[Stored data entries]
Segment Open

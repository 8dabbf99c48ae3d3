//! # Session Controller
//!
//! Per-chat conversation state machine. Every inbound event runs one
//! transition; failures are recovered here and never escape to the caller.
//!
//! Expected rejections (bad uploads, missing data, malformed filter replies,
//! unknown callbacks) send an error message, clear any pending input and leave
//! the uploaded data as it was. Internal failures reset the whole session and
//! answer with the capability summary.

use std::sync::Arc;

use teloxide::types::{ChatId, MessageId};
use tracing::{debug, error, info, warn};

use super::events::InboundEvent;
use super::messenger::Messenger;

// Import UI builder functions
use super::ui_builder::{
    answered_prompt, create_download_keyboard, create_filter_keyboard, create_sort_keyboard,
    create_upload_keyboard, escape, filter_prompt,
};

use crate::codec::FileFormat;
use crate::config::{BotSettings, StickerKind};
use crate::dialogue::{
    split_adm_and_coverage, AwaitedReply, CallbackAction, Command, FilterRequest, PendingAction,
    SessionState,
};
use crate::session_errors::SessionError;
use crate::wifi_errors::WifiError;
use crate::wifi_list::{FilterKey, SortKey, WifiList};

type TransitionResult = Result<(), SessionError>;

/// Conversation state machine of one chat
#[derive(Debug)]
pub struct SessionController {
    chat_id: ChatId,
    state: SessionState,
    settings: Arc<BotSettings>,
}

impl SessionController {
    pub fn new(chat_id: ChatId, settings: Arc<BotSettings>) -> Self {
        Self {
            chat_id,
            state: SessionState::default(),
            settings,
        }
    }

    pub fn chat_id(&self) -> ChatId {
        self.chat_id
    }

    pub fn state(&self) -> &SessionState {
        &self.state
    }

    pub fn pending_action(&self) -> PendingAction {
        self.state.pending_action
    }

    pub fn last_collection(&self) -> Option<&WifiList> {
        self.state.last_collection.as_ref()
    }

    /// Drop the uploaded data and any pending input
    pub fn reset(&mut self) {
        info!(chat_id = %self.chat_id, "Session reset");
        self.state.reset();
    }

    /// Run one transition for an inbound event
    pub async fn handle(&mut self, event: InboundEvent, messenger: &dyn Messenger) {
        debug!(
            chat_id = %self.chat_id,
            event = event.kind(),
            pending_action = ?self.state.pending_action,
            "Handling event"
        );

        let mut callback_to_answer = None;
        let result = match event {
            InboundEvent::Text {
                text, reply_to, ..
            } => self.on_text(&text, reply_to, messenger).await,
            InboundEvent::Document {
                file_name, file_ref, ..
            } => self.on_document(file_name.as_deref(), &file_ref, messenger).await,
            InboundEvent::Callback {
                callback_id, data, ..
            } => {
                let result = self.on_callback(data.as_deref(), messenger).await;
                callback_to_answer = Some(callback_id);
                result
            }
            InboundEvent::Unsupported { .. } => {
                self.state.clear_pending();
                self.send_default_info(messenger).await
            }
        };

        if let Err(err) = result {
            self.recover(err, messenger).await;
        }

        if let Some(callback_id) = callback_to_answer {
            if let Err(e) = messenger.answer_callback(&callback_id).await {
                warn!(chat_id = %self.chat_id, error = %e, "Failed to answer callback query");
            }
        }

        debug!(
            chat_id = %self.chat_id,
            pending_action = ?self.state.pending_action,
            has_collection = self.state.last_collection.is_some(),
            "Event handled"
        );
    }

    async fn on_text(
        &mut self,
        text: &str,
        reply_to: Option<MessageId>,
        messenger: &dyn Messenger,
    ) -> TransitionResult {
        if let Some(command) = Command::parse(text) {
            self.state.clear_pending();
            return self.on_command(command, messenger).await;
        }

        if let Some(request) = self.state.pending_action.filter_request() {
            let awaited = self.state.awaited_reply.as_ref().map(|reply| reply.message_id);
            if reply_to.is_some() && reply_to == awaited {
                return self.apply_filter(request, text, messenger).await;
            }
            debug!(chat_id = %self.chat_id, "Text is not a reply to the filter prompt");
        }

        self.send_default_info(messenger).await
    }

    async fn on_command(&mut self, command: Command, messenger: &dyn Messenger) -> TransitionResult {
        info!(chat_id = %self.chat_id, command = ?command, "Command received");
        match command {
            Command::Help => self.send_default_info(messenger).await,
            Command::Upload => {
                let prompt = escape(&self.settings.text("choice-upload"));
                messenger
                    .send_choice(self.chat_id, &prompt, create_upload_keyboard())
                    .await?;
                Ok(())
            }
            Command::Download => {
                self.require_collection()?;
                let prompt = escape(&self.settings.text("choice-download"));
                messenger
                    .send_choice(self.chat_id, &prompt, create_download_keyboard())
                    .await?;
                Ok(())
            }
            Command::Sort => {
                self.require_collection()?;
                let prompt = escape(&self.settings.text("choice-sort"));
                messenger
                    .send_choice(self.chat_id, &prompt, create_sort_keyboard())
                    .await?;
                Ok(())
            }
            Command::Filter => {
                self.require_collection()?;
                let prompt = escape(&self.settings.text("choice-filter"));
                messenger
                    .send_choice(self.chat_id, &prompt, create_filter_keyboard(&self.settings))
                    .await?;
                Ok(())
            }
        }
    }

    async fn on_document(
        &mut self,
        file_name: Option<&str>,
        file_ref: &str,
        messenger: &dyn Messenger,
    ) -> TransitionResult {
        let Some(format) = self.state.pending_action.upload_format() else {
            debug!(chat_id = %self.chat_id, "Document received without a pending upload");
            self.state.clear_pending();
            return self.send_default_info(messenger).await;
        };
        // Whatever happens next, the upload is no longer pending
        self.state.clear_pending();

        let list = self.read_upload(format, file_name, file_ref, messenger).await?;
        info!(
            chat_id = %self.chat_id,
            format = format.extension(),
            records = list.len(),
            "File uploaded"
        );
        self.state.last_collection = Some(list);
        self.send_success("upload-success", messenger).await
    }

    async fn read_upload(
        &self,
        format: FileFormat,
        file_name: Option<&str>,
        file_ref: &str,
        messenger: &dyn Messenger,
    ) -> Result<WifiList, SessionError> {
        format.check_file_name(file_name.unwrap_or_default())?;
        let bytes = messenger
            .download_document(file_ref)
            .await
            .map_err(|e| WifiError::Download(e.to_string()))?;
        Ok(format.codec().read(&bytes)?)
    }

    async fn on_callback(&mut self, data: Option<&str>, messenger: &dyn Messenger) -> TransitionResult {
        let data = data.unwrap_or_default();
        let action =
            CallbackAction::parse(data).ok_or_else(|| SessionError::UnroutableAction(data.to_string()))?;
        info!(chat_id = %self.chat_id, action = data, "Callback received");

        self.state.clear_pending();
        match action {
            CallbackAction::Upload(format) => {
                let prompt = self
                    .settings
                    .text_args("upload-prompt", &[("format", format.extension())]);
                messenger.send_text(self.chat_id, &escape(&prompt)).await?;
                self.state.pending_action = PendingAction::awaiting_upload(format);
                Ok(())
            }
            CallbackAction::Download(format) => self.send_collection(format, messenger).await,
            CallbackAction::Sort(key) => self.sort(key, messenger).await,
            CallbackAction::Filter(request) => self.prompt_filter(request, messenger).await,
        }
    }

    async fn send_collection(&mut self, format: FileFormat, messenger: &dyn Messenger) -> TransitionResult {
        let list = self.require_collection()?;
        let bytes = format
            .codec()
            .write(list)
            .map_err(|e| SessionError::Internal(e.into()))?;
        let caption = escape(&self.settings.text("download-caption"));
        messenger
            .send_document(self.chat_id, bytes, &format.result_file_name(), &caption)
            .await?;
        info!(chat_id = %self.chat_id, format = format.extension(), "File sent");
        self.send_sticker(StickerKind::Success, messenger).await;
        Ok(())
    }

    async fn sort(&mut self, key: SortKey, messenger: &dyn Messenger) -> TransitionResult {
        let chat_id = self.chat_id;
        let list = self
            .state
            .last_collection
            .as_mut()
            .ok_or(SessionError::NoDataAvailable)?;
        list.sort(key);
        info!(chat_id = %chat_id, key = ?key, "Collection sorted");
        self.send_success("sort-success", messenger).await
    }

    async fn prompt_filter(&mut self, request: FilterRequest, messenger: &dyn Messenger) -> TransitionResult {
        self.require_collection()?;
        let prompt = filter_prompt(&self.settings, request);
        let message_id = messenger.send_text(self.chat_id, &prompt).await?;

        self.state.pending_action = request.pending_action();
        self.state.awaited_reply = Some(AwaitedReply { message_id, prompt });
        debug!(chat_id = %self.chat_id, prompt_id = message_id.0, "Waiting for filter reply");
        Ok(())
    }

    async fn apply_filter(
        &mut self,
        request: FilterRequest,
        text: &str,
        messenger: &dyn Messenger,
    ) -> TransitionResult {
        self.require_collection()?;
        let combined = match request {
            FilterRequest::AdmAndCoverageArea => Some(
                split_adm_and_coverage(text)
                    .map_err(|reason| SessionError::InvalidFilterInput(reason.to_string()))?,
            ),
            _ => None,
        };

        if let Some(reply) = self.state.awaited_reply.take() {
            let edited = answered_prompt(&reply.prompt);
            if let Err(e) = messenger.edit_text(self.chat_id, reply.message_id, &edited).await {
                warn!(chat_id = %self.chat_id, error = %e, "Failed to mark filter prompt as answered");
            }
        }

        let list = self
            .state
            .last_collection
            .as_mut()
            .ok_or(SessionError::NoDataAvailable)?;
        match (request, combined) {
            (FilterRequest::AdmAndCoverageArea, Some((adm_area, coverage_area))) => {
                list.select_adm_and_coverage(adm_area, coverage_area)
            }
            (FilterRequest::CoverageArea, _) => list.select(FilterKey::CoverageArea, text),
            (FilterRequest::ParkName, _) => list.select(FilterKey::ParkName, text),
            (FilterRequest::AdmAndCoverageArea, None) => {
                return Err(SessionError::InvalidFilterInput("line_count".to_string()))
            }
        }
        let remaining = list.len();

        self.state.clear_pending();
        info!(chat_id = %self.chat_id, filter = ?request, remaining, "Collection filtered");
        self.send_success("filter-success", messenger).await
    }

    fn require_collection(&self) -> Result<&WifiList, SessionError> {
        self.state
            .last_collection
            .as_ref()
            .ok_or(SessionError::NoDataAvailable)
    }

    async fn recover(&mut self, err: SessionError, messenger: &dyn Messenger) {
        if err.is_internal() {
            error!(chat_id = %self.chat_id, error = %err, "Internal failure, resetting session");
            self.reset();
            if let Err(e) = self.send_default_info(messenger).await {
                error!(chat_id = %self.chat_id, error = %e, "Failed to send capability summary");
            }
            return;
        }

        warn!(chat_id = %self.chat_id, error = %err, "Request rejected");
        self.state.clear_pending();
        if let Err(e) = self.send_error(err.message_key(), messenger).await {
            error!(chat_id = %self.chat_id, error = %e, "Failed to send error message, resetting session");
            self.reset();
        }
    }

    async fn send_default_info(&self, messenger: &dyn Messenger) -> TransitionResult {
        messenger
            .send_text(self.chat_id, &escape(self.settings.description()))
            .await?;
        self.send_sticker(StickerKind::Default, messenger).await;
        Ok(())
    }

    async fn send_success(&self, key: &str, messenger: &dyn Messenger) -> TransitionResult {
        messenger
            .send_text(self.chat_id, &escape(&self.settings.text(key)))
            .await?;
        self.send_sticker(StickerKind::Success, messenger).await;
        Ok(())
    }

    async fn send_error(&self, key: &str, messenger: &dyn Messenger) -> TransitionResult {
        messenger
            .send_text(self.chat_id, &escape(&self.settings.text(key)))
            .await?;
        self.send_sticker(StickerKind::Error, messenger).await;
        Ok(())
    }

    /// Stickers are decoration; a failed send is only logged
    async fn send_sticker(&self, kind: StickerKind, messenger: &dyn Messenger) {
        let Some(sticker_id) = self.settings.sticker(kind) else {
            return;
        };
        if let Err(e) = messenger.send_sticker(self.chat_id, sticker_id).await {
            warn!(chat_id = %self.chat_id, error = %e, sticker = ?kind, "Failed to send sticker");
        }
    }
}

Segment Closed

Gather each line in the data that holds the string "InvalidFilterInput".

Exercise output |
                    .map_err(|reason| SessionError::InvalidFilterInput(reason.to_string()))?,
                return Err(SessionError::InvalidFilterInput("line_count".to_string()))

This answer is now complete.